せっかくだから、性教育、漫画、性表現というキーワードから気になった少女漫画に言及してみる。タイトルは『ないしょのつぼみ』。このへんで話題になってました。

初潮などの第二次性徴の発現を描いた作品でエ/ロシーンは「少女コミック」ほどありませんし、割と真面目な印象を受ける少女漫画です。しかし……あまりにも自分の実体験と違うので、これがリアルな小学生のありさまなのだとしたら、なんだか疎外感を抱きます。いったいこれを小学生の女子が読むとしたら、何が面白くて読むんでしょうね?この程度の知識なら、学校の性教育で十分じゃなかろうか、という気もします。
だいたい、つぼみが第二次性徴の発現に際しておぼえる不安の、よき理解者であった友人の正体がアレでは、女の子が同世代のともだち同士で性に関わる情報交換するということを肯定するつもりはないらしい。
一番違和感があったのは第二次性徴と性行為に対する関心(→知識の取得)と初恋(恋愛)が三位一体になっているところ。ありえねー(←私だけ?)。
ちなみに私は、性交(というか生殖行為)というものが女性のまんこに男性のちんこを入れることだということを小学生の低学年の時分に知っていました。それは、赤ちゃんはおとーさんとおかーさんが愛し合っていればできると教えられていた子どもの頃の無邪気な私が、近所の子の無い夫婦に向かって「おばちゃんたちは愛し合っていないの?」などという暴言を吐いたことと、風呂場で自分の下半身に穴を見つけて、「これなーに?」などとこれまた大人は真っ青の無邪気な質問を母親にぶつけたことを原因として、『あかちゃんはこうしてできる』という絵本を与えられたからなんだけど。
そんな私の初恋は、その絵本を見るはるか前の保育園のときだったし、初潮だとかブラだとかそういう第二次性徴は中学に入ってから迎えた。単に時期がバラバラだったというだけじゃなくて、絵本で見た性交をやらしいものと思うどころか自分の恋愛とは一切結び付けて考えることができなかったし、恋愛(片思い)は四六時中していても男の身体に関心を持ったのは、大学に入ってから、という恐ろしいほどの晩熟(おくて)ぶりで、私にとっては恋愛と身体の成熟と生殖行為の知識と性的欲望は全く別々のことでしかなかった。
私ほどのバラバラぶりがスタンダートかどうかは置いといて、しかし第二次性徴という身体の成熟と性や異性への関心と恋愛と、なんかそういうのをごちゃまぜにして描くのはどうなんだよ、と思ったりする。
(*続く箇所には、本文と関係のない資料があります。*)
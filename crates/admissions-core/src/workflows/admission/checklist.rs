use serde::{Deserialize, Serialize};

use super::domain::ExperienceId;
use super::profile::CandidateSnapshot;

/// Functional areas of case review, each tracked with its own sub-status.
#[derive(Debug, Clone, Copy, PartialEq, Eq, Hash, PartialOrd, Ord, Serialize, Deserialize)]
#[serde(rename_all = "snake_case")]
pub enum ChecklistTab {
    PersonalData,
    Assimilation,
    Financeability,
    ApplicationFee,
    CourseChoice,
    PriorExperience,
    TrainingSpecificities,
    FacultyDecision,
    CaoDecision,
}

impl ChecklistTab {
    pub const fn ordered() -> [Self; 9] {
        [
            Self::PersonalData,
            Self::Assimilation,
            Self::Financeability,
            Self::ApplicationFee,
            Self::CourseChoice,
            Self::PriorExperience,
            Self::TrainingSpecificities,
            Self::FacultyDecision,
            Self::CaoDecision,
        ]
    }

    pub const fn label(self) -> &'static str {
        match self {
            Self::PersonalData => "personal_data",
            Self::Assimilation => "assimilation",
            Self::Financeability => "financeability",
            Self::ApplicationFee => "application_fee",
            Self::CourseChoice => "course_choice",
            Self::PriorExperience => "prior_experience",
            Self::TrainingSpecificities => "training_specificities",
            Self::FacultyDecision => "faculty_decision",
            Self::CaoDecision => "cao_decision",
        }
    }
}

#[derive(Debug, Clone, Copy, Default, PartialEq, Eq, Serialize, Deserialize)]
#[serde(rename_all = "snake_case")]
pub enum PersonalDataStatus {
    #[default]
    ToProcess,
    ToComplete {
        fraud: bool,
    },
    Validated,
}

#[derive(Debug, Clone, Copy, Default, PartialEq, Eq, Serialize, Deserialize)]
#[serde(rename_all = "snake_case")]
pub enum AssimilationStatus {
    #[default]
    NotConcerned,
    DeclaredByCandidate,
    ToComplete,
    ExpertOpinion,
    ToCompleteAfterEnrolment,
    Validated,
}

/// Progress of a financeability dispensation request.
#[derive(Debug, Clone, Copy, PartialEq, Eq, Serialize, Deserialize)]
#[serde(rename_all = "snake_case")]
pub enum DispensationState {
    CandidateNotified,
    CandidateAbandoned,
    RefusedByFaculty,
    GrantedByFaculty,
}

#[derive(Debug, Clone, Copy, PartialEq, Eq, Serialize, Deserialize)]
#[serde(rename_all = "snake_case")]
pub enum FinanceabilityBlockage {
    ToComplete,
    NotFinanceable,
}

#[derive(Debug, Clone, Copy, Default, PartialEq, Eq, Serialize, Deserialize)]
#[serde(rename_all = "snake_case")]
pub enum FinanceabilityStatus {
    #[default]
    NotConcerned,
    ToProcess,
    ExpertOpinion,
    DispensationNeeded {
        state: DispensationState,
    },
    Blocked {
        reason: FinanceabilityBlockage,
    },
    DispensationGranted,
    Financeable,
}

/// Why the application-fee tab is blocked. `Closed` drives the aggregate
/// `Closed` projection.
#[derive(Debug, Clone, Copy, PartialEq, Eq, Serialize, Deserialize)]
#[serde(rename_all = "snake_case")]
pub enum FeeBlockage {
    MustPay,
    Closed,
}

#[derive(Debug, Clone, Copy, Default, PartialEq, Eq, Serialize, Deserialize)]
#[serde(rename_all = "snake_case")]
pub enum ApplicationFeeStatus {
    #[default]
    ToProcess,
    Paid,
    Dispensed,
    Blocked {
        reason: FeeBlockage,
    },
}

#[derive(Debug, Clone, Copy, Default, PartialEq, Eq, Serialize, Deserialize)]
#[serde(rename_all = "snake_case")]
pub enum CourseChoiceStatus {
    #[default]
    ToProcess,
    Validated,
}

#[derive(Debug, Clone, Copy, Default, PartialEq, Eq, Serialize, Deserialize)]
#[serde(rename_all = "snake_case")]
pub enum TrainingSpecificitiesStatus {
    #[default]
    ToProcess,
    Validated,
}

#[derive(Debug, Clone, Copy, Default, PartialEq, Eq, Serialize, Deserialize)]
#[serde(rename_all = "snake_case")]
pub enum PriorExperienceStatus {
    #[default]
    ToProcess,
    Insufficient,
    Sufficient,
}

/// Background verification of one experience's authenticity.
#[derive(Debug, Clone, Copy, PartialEq, Eq, Serialize, Deserialize)]
#[serde(rename_all = "snake_case")]
pub enum AuthenticationState {
    Requested,
    InstitutionContacted,
    Confirmed,
    Forged,
}

/// Status of one prior-experience child entry.
#[derive(Debug, Clone, Copy, Default, PartialEq, Eq, Serialize, Deserialize)]
#[serde(rename_all = "snake_case")]
pub enum ExperienceStatus {
    #[default]
    ToProcess,
    ToComplete,
    Authentication {
        state: AuthenticationState,
    },
    ExpertOpinion,
    ToCompleteAfterEnrolment,
    Validated,
}

#[derive(Debug, Clone, Copy, Default, PartialEq, Eq, Serialize, Deserialize)]
#[serde(rename_all = "snake_case")]
pub enum FacultyDecisionStatus {
    #[default]
    ToProcess,
    TakenInCharge,
    ToCompleteByCao,
    Closed,
    Refusal,
    Approval,
}

#[derive(Debug, Clone, Copy, PartialEq, Eq, Serialize, Deserialize)]
#[serde(rename_all = "snake_case")]
pub enum CaoDispensationState {
    Requested,
    Granted,
    Refused,
}

#[derive(Debug, Clone, Copy, Default, PartialEq, Eq, Serialize, Deserialize)]
#[serde(rename_all = "snake_case")]
pub enum CaoDecisionStatus {
    #[default]
    ToProcess,
    ToComplete,
    DispensationNeeded {
        state: CaoDispensationState,
    },
    RefusalToValidate,
    ApprovalToValidate,
    Closed,
    Refused,
    Approved,
}

/// Child entry of the prior-experience tab, keyed by the experience it
/// mirrors. A back-reference, not an ownership edge: the source experience
/// lives in the candidate profile.
#[derive(Debug, Clone, PartialEq, Eq, Serialize, Deserialize)]
pub struct ExperienceEntry {
    pub experience: ExperienceId,
    pub status: ExperienceStatus,
}

/// One checklist write, tagged by tab.
#[derive(Debug, Clone, PartialEq, Serialize, Deserialize)]
#[serde(tag = "tab", content = "status", rename_all = "snake_case")]
pub enum ChecklistEntry {
    PersonalData(PersonalDataStatus),
    Assimilation(AssimilationStatus),
    Financeability(FinanceabilityStatus),
    ApplicationFee(ApplicationFeeStatus),
    CourseChoice(CourseChoiceStatus),
    PriorExperience(PriorExperienceStatus),
    TrainingSpecificities(TrainingSpecificitiesStatus),
    FacultyDecision(FacultyDecisionStatus),
    CaoDecision(CaoDecisionStatus),
}

impl ChecklistEntry {
    pub const fn tab(&self) -> ChecklistTab {
        match self {
            ChecklistEntry::PersonalData(_) => ChecklistTab::PersonalData,
            ChecklistEntry::Assimilation(_) => ChecklistTab::Assimilation,
            ChecklistEntry::Financeability(_) => ChecklistTab::Financeability,
            ChecklistEntry::ApplicationFee(_) => ChecklistTab::ApplicationFee,
            ChecklistEntry::CourseChoice(_) => ChecklistTab::CourseChoice,
            ChecklistEntry::PriorExperience(_) => ChecklistTab::PriorExperience,
            ChecklistEntry::TrainingSpecificities(_) => ChecklistTab::TrainingSpecificities,
            ChecklistEntry::FacultyDecision(_) => ChecklistTab::FacultyDecision,
            ChecklistEntry::CaoDecision(_) => ChecklistTab::CaoDecision,
        }
    }
}

/// The per-case checklist: exactly one entry per tab at all times, plus the
/// ordered child entries of the prior-experience tab.
#[derive(Debug, Clone, Default, PartialEq, Serialize, Deserialize)]
pub struct ChecklistDocument {
    pub personal_data: PersonalDataStatus,
    pub assimilation: AssimilationStatus,
    pub financeability: FinanceabilityStatus,
    pub application_fee: ApplicationFeeStatus,
    pub course_choice: CourseChoiceStatus,
    pub prior_experience: PriorExperienceStatus,
    pub experiences: Vec<ExperienceEntry>,
    pub training_specificities: TrainingSpecificitiesStatus,
    pub faculty_decision: FacultyDecisionStatus,
    pub cao_decision: CaoDecisionStatus,
}

impl ChecklistDocument {
    /// Apply one tab write. Idempotent: writing the same entry twice leaves
    /// the document identical to writing it once.
    pub fn apply(&mut self, entry: ChecklistEntry) {
        match entry {
            ChecklistEntry::PersonalData(status) => self.personal_data = status,
            ChecklistEntry::Assimilation(status) => self.assimilation = status,
            ChecklistEntry::Financeability(status) => self.financeability = status,
            ChecklistEntry::ApplicationFee(status) => self.application_fee = status,
            ChecklistEntry::CourseChoice(status) => self.course_choice = status,
            ChecklistEntry::PriorExperience(status) => self.prior_experience = status,
            ChecklistEntry::TrainingSpecificities(status) => self.training_specificities = status,
            ChecklistEntry::FacultyDecision(status) => self.faculty_decision = status,
            ChecklistEntry::CaoDecision(status) => self.cao_decision = status,
        }
    }

    pub fn experience(&self, id: &ExperienceId) -> Option<&ExperienceEntry> {
        self.experiences.iter().find(|entry| &entry.experience == id)
    }

    /// Update one child entry. The experience must exist in the checklist
    /// (reconcile first when the profile changed).
    pub fn set_experience_status(
        &mut self,
        id: &ExperienceId,
        status: ExperienceStatus,
    ) -> Result<(), UnknownExperience> {
        let entry = self
            .experiences
            .iter_mut()
            .find(|entry| &entry.experience == id)
            .ok_or_else(|| UnknownExperience(id.clone()))?;
        entry.status = status;
        Ok(())
    }

    /// Synchronize the prior-experience children against the candidate
    /// profile: new experiences get a default entry, entries whose source
    /// experience disappeared are dropped, surviving statuses are kept.
    /// Order follows the snapshot's experience chronology.
    pub fn reconcile(&mut self, snapshot: &CandidateSnapshot) {
        let mut reconciled = Vec::new();
        for id in snapshot.experience_ids_chronological() {
            let status = self
                .experience(&id)
                .map(|entry| entry.status)
                .unwrap_or_default();
            reconciled.push(ExperienceEntry {
                experience: id,
                status,
            });
        }
        self.experiences = reconciled;
    }
}

/// Raised when a checklist write targets an experience the case does not
/// track.
#[derive(Debug, Clone, PartialEq, Eq, thiserror::Error)]
#[error("experience {} is not part of this case's checklist", (self.0).0)]
pub struct UnknownExperience(pub ExperienceId);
小中学校のときに好きな男の子のちんちんがあるかどうかなんて気にしたこともなかったぞ、私は。ちなみに初潮のときはうんこもらしたと勘違いしました。血が出るとは聞いていたが、もっと鮮血のような赤い血が出ると思ってたからさー。
あ、なんか話がずれましたけど、どうして身体の成熟と恋愛と性的知識と、まあそこらへんの経験をごちゃまぜに描くことに違和感があるかというと、自分の経験とずれているというだけじゃなくて、それが社会的な経験であるということがあまり伝わらないから。身体が成熟してくれば、自分の身体の異変に気づいて、異性の身体にも"自然に"関心を持つ。そのような変化が起こるころ"自然に"周りから生殖や性交についての知識を授けられ、また"自然に"異性への関心が高まり恋愛に目覚める。…みたいな印象を受けるわけです。
異性に関心を持つのは別に第二次性徴のせいじゃないし、性的な知識が必要なのは自分の身体が孕める準備を始めてからとは限らない。恋愛(排他的二者関係への欲望)と性欲も別物じゃん。なんか、この漫画の、"自然"の成り行きで自分に起こった変化にアタフタする萌えキャラ少女ぶりには、なんのリアリティも感じない。大体小学校の女子ってもっとぶっきらぼうで強いでしょ?って感じなのに、そりゃこんな描きかたすれば「大きいお友だち」はさぞかし興味津々だろうよ、みたいな。エンターテイメントとしても性教育としても、つまらない漫画だな、と私は思ったけど、みなさんはどうでしょうか。